Density Functional Study of the Dissociative Adsorption of Aromatic Molecules on the Si(100) Surface: On the Way from Benzene to Larger Polycyclic Hydrocarbons

Abstract

Density functional calculations have been performed on possible mechanisms for the hypothetic C-H bond cleavage process of benzene chemisorbed on the Si(100) surface, in order to shed light on the analogous process on larger polycyclic aromatic hydrocarbons. We first identified the minima on the potential energy surface for the benzene adsorption on Si(100) and for the breaking of two C-H bonds, with formation of two Si-H bonds, and then we analyzed possible pathways for the C-H bond cleavage, looking for the transition states connecting the adsorption configurations to the final products of C-H breaking. We identified two adsorbed configurations of benzene from which the breaking of two C-H bonds can be accessible, i.e., the 1,2 tilted di-o bonded configuration on top of a single dimer (T) and the 1,4 di-σ bonded configuration where benzene bridges two dimer rows (BR).

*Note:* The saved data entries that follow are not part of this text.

use std::{
	cell::Cell,
	collections::HashSet,
	fs::{self, File},
	io::{self, BufReader, Cursor, Read, Seek, Write},
	path::Path,
	rc::Rc,
	sync::Arc,
};

mod config;
mod leaf;
mod stream;
mod tree;

pub use config::{BuilderConfig, TreeConfig};
pub use leaf::{Leaf, LeafHandle, Writable};
pub use stream::{PendingPatch, PointerWidth, StreamWriter};
pub use tree::{DirectoryNode, FileNode, TreeBuilder, TreeNode};

#[cfg(feature = "compression")]
use crate::global::compressor::Compressor;

use crate::global::{endian::Endianness, error::*, header::Signature, reg_entry::RegistryEntry};

// A leaf's data source, opened and ready to be streamed into the target
enum Source<'s, 'a> {
	Buffer(&'s [u8]),
	Reader(&'s mut Box<dyn Read + 'a>),
	Owned(Cursor<Vec<u8>>),
	File(BufReader<File>),
}

impl<'s, 'a> Read for Source<'s, 'a> {
	fn read(&mut self, buf: &mut [u8]) -> io::Result<usize> {
		match self {
			Source::Buffer(buffer) => buffer.read(buf),
			Source::Reader(reader) => reader.read(buf),
			Source::Owned(cursor) => cursor.read(buf),
			Source::File(file) => file.read(buf),
		}
	}
}

impl<'s, 'a> Source<'s, 'a> {
	// `None` when a path source is missing and the build is lenient
	fn resolve(handle: &'s mut LeafHandle<'a>, strict: bool) -> InternalResult<Option<Source<'s, 'a>>> {
		let source = match handle {
			LeafHandle::Buffer(buffer) => Source::Buffer(*buffer),
			LeafHandle::Reader(reader) => Source::Reader(reader),
			LeafHandle::Writable(writable) => {
				let mut buffer = Vec::new();
				writable.write_to(&mut buffer)?;
				Source::Owned(Cursor::new(buffer))
			},
			LeafHandle::Path(path) => match File::open(path.as_path()) {
				Ok(file) => Source::File(BufReader::new(file)),
				Err(source) if strict => {
					return Err(InternalError::MissingSourceError {
						path: path.clone(),
						source,
					})
				},
				Err(err) => {
					log::warn!("Skipping unreadable source file {}: {}", path.display(), err);
					return Ok(None);
				},
			},
		};

		Ok(Some(source))
	}
}

fn validate_ids(leaves: &[Leaf<'_>]) -> InternalResult {
	if let Some(leaf) = leaves.iter().find(|leaf| leaf.id.is_empty() || leaf.id.contains('\0')) {
		return Err(InternalError::InvalidIDError(leaf.id.to_string()));
	}

	let set = leaves.iter().map(|l| l.id.as_ref()).collect::<HashSet<_>>();

	if set.len() < leaves.len() {
		for (idx, leaf) in leaves.iter().enumerate() {
			let slice = &leaves[idx + 1..];

			// find duplicate
			if slice.iter().any(|l| l.id == leaf.id) {
				return Err(InternalError::DuplicateLeafID(leaf.id.to_string()));
			}
		}
	}

	Ok(())
}

#[cfg(feature = "compression")]
fn compress_into<W: Write + Seek>(writer: &mut StreamWriter<'_, W>, source: &mut Source<'_, '_>) -> InternalResult<(u64, u64)> {
	let report = Compressor::new(source).compress(writer.inner_mut())?;
	Ok((report.compressed_size, report.original_size))
}

#[cfg(not(feature = "compression"))]
fn compress_into<W: Write + Seek>(_: &mut StreamWriter<'_, W>, _: &mut Source<'_, '_>) -> InternalResult<(u64, u64)> {
	Err(InternalError::MissingFeatureError("compression"))
}

/// Writes a flat `FArc` (or `FArC` when [`compress`](BuilderConfig::compress) is set) archive holding every [`Leaf`] into the target.
///
/// Leaves are written in order. Each entry's data starts on a multiple of [`alignment`](BuilderConfig::alignment)
/// and the gap is padded with [`PADDING_VALUE`](crate::PADDING_VALUE). Offsets and sizes are patched in once the data is written,
/// so the target must be seekable. Returns the number of bytes written.
pub fn dump<'a, W: Write + Seek>(target: W, leaves: &mut [Leaf<'a>], config: &BuilderConfig) -> InternalResult<u64> {
	validate_ids(leaves)?;

	#[cfg(not(feature = "compression"))]
	if config.compress {
		return Err(InternalError::MissingFeatureError("compression"));
	}

	let mut sources = Vec::with_capacity(leaves.len());
	for leaf in leaves.iter_mut() {
		if let Some(source) = Source::resolve(&mut leaf.handle, config.strict)? {
			sources.push((leaf.id.clone(), source));
		}
	}

	let signature = if config.compress { Signature::Compressed } else { Signature::UnCompressed };
	let compress = config.compress;
	let alignment = config.alignment as u64;
	let count = sources.len();

	let mut writer = StreamWriter::new(target, Endianness::Big, PointerWidth::Bits32);
	writer.seek(0)?;

	writer.write_bytes(&signature.magic())?;
	let header_size = Rc::new(Cell::new(0u32));
	{
		let header_size = header_size.clone();
		writer.write_delayed(move |w| w.write_u32(header_size.get()))?;
	}
	writer.write_u32(config.alignment)?;

	for (id, mut source) in sources {
		writer.write_str(id.as_bytes())?;

		let compressed_size = Rc::new(Cell::new(0u64));
		let original_size = Rc::new(Cell::new(0u64));

		{
			let (compressed_size, original_size) = (compressed_size.clone(), original_size.clone());

			writer.write_func_ptr(0, move |w| {
				let offset = w.position()?;

				let (stored, original) = if compress {
					compress_into(w, &mut source)?
				} else {
					let written = io::copy(&mut source, w.inner_mut())?;
					(written, written)
				};

				compressed_size.set(stored);
				original_size.set(original);
				w.write_alignment_padding(alignment)?;

				if let Some(callback) = config.progress_callback {
					callback(&RegistryEntry {
						id,
						offset,
						compressed_size: stored,
						original_size: original,
					});
				}

				Ok(())
			})?;
		}

		if compress {
			writer.write_delayed(move |w| w.write_size(compressed_size.get()))?;
		}

		writer.write_delayed(move |w| w.write_size(original_size.get()))?;
	}

	// Everything after the magic and the size word itself
	let table_end = writer.position()?;
	let size = u32::try_from(table_end - 8)
		.map_err(|_| InternalError::OtherError(format!("Header of {} bytes overflows its size field", table_end - 8).into()))?;
	header_size.set(size);

	writer.write_alignment_padding(alignment)?;
	writer.flush_pointer_pool()?;
	writer.flush_delayed_pool()?;
	writer.write_alignment_padding(alignment)?;

	let length = writer.position()?;
	log::debug!(
		"Wrote {} archive: {} entries, {} byte header, {} bytes total",
		signature,
		count,
		size,
		length
	);

	Ok(length)
}

/// Collects [`Leaf`]s for a flat archive, rejecting duplicate IDs as they are added
#[derive(Debug, Default)]
pub struct Builder<'a> {
	leaves: Vec<Leaf<'a>>,
	id_set: HashSet<Arc<str>>,
	config: BuilderConfig<'a>,
}

impl<'a> Builder<'a> {
	/// Instantiates a new [`Builder`] writing with the given settings
	pub fn new(config: BuilderConfig<'a>) -> Builder<'a> {
		Builder {
			leaves: Vec::new(),
			id_set: HashSet::new(),
			config,
		}
	}

	/// Directly add a [`Leaf`] to the [`Builder`]
	pub fn add_leaf(&mut self, leaf: Leaf<'a>) -> InternalResult {
		// Make sure no two leaves are written with the same ID
		if !self.id_set.insert(leaf.id.clone()) {
			Err(InternalError::DuplicateLeafID(leaf.id.to_string()))
		} else {
			self.leaves.push(leaf);
			Ok(())
		}
	}

	/// Add a [`Read`] handle under the given ID
	pub fn add<R: Read + 'a, S: AsRef<str>>(&mut self, handle: R, id: S) -> InternalResult {
		self.add_leaf(Leaf::new(handle, id))
	}

	/// Adds every regular file directly inside `path` as a path [`Leaf`], named after the file.
	/// The files are only opened once the archive is dumped.
	pub fn add_dir(&mut self, path: impl AsRef<Path>) -> InternalResult {
		let mut files = fs::read_dir(path)?
			.map(|entry| entry.map(|e| e.path()))
			.collect::<io::Result<Vec<_>>>()?;
		files.sort();

		for file in files.into_iter().filter(|p| p.is_file()) {
			let id = match file.file_name() {
				Some(name) => name.to_string_lossy().into_owned(),
				None => continue,
			};

			self.add_leaf(Leaf::from_path(file, id))?;
		}

		Ok(())
	}

	/// Number of leaves queued so far
	pub fn len(&self) -> usize {
		self.leaves.len()
	}

	/// Whether no leaves have been queued
	pub fn is_empty(&self) -> bool {
		self.leaves.is_empty()
	}

	/// Writes all queued leaves into `target`, see [`dump`]
	pub fn dump<W: Write + Seek>(&mut self, target: W) -> InternalResult<u64> {
		dump(target, &mut self.leaves, &self.config)
	}
}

The kinetically most favorable reactive channel on the T configuration involves the abstraction of two hydrogen atoms on the sp 3 carbon atoms by the silicon atoms of an adjacent dimer, with an energy barrier of 22.0 kcal mol -1 . Although seemingly low, such an activation energy is not expected to be accessible at temperatures below the onset of benzene desorption from this configuration, which requires 15.9 kcal mol -1 The kinetically most favorable reactive channel on the BR configuration, which has not been experimentally detected for the benzene molecule, involves the rupture of one Si-C bond, passing through an energy barrier of 29.8 kcal mol -1 , and ends with the formation of a Si-H bond and a vertical phenyl unit anchored on a silicon dimer.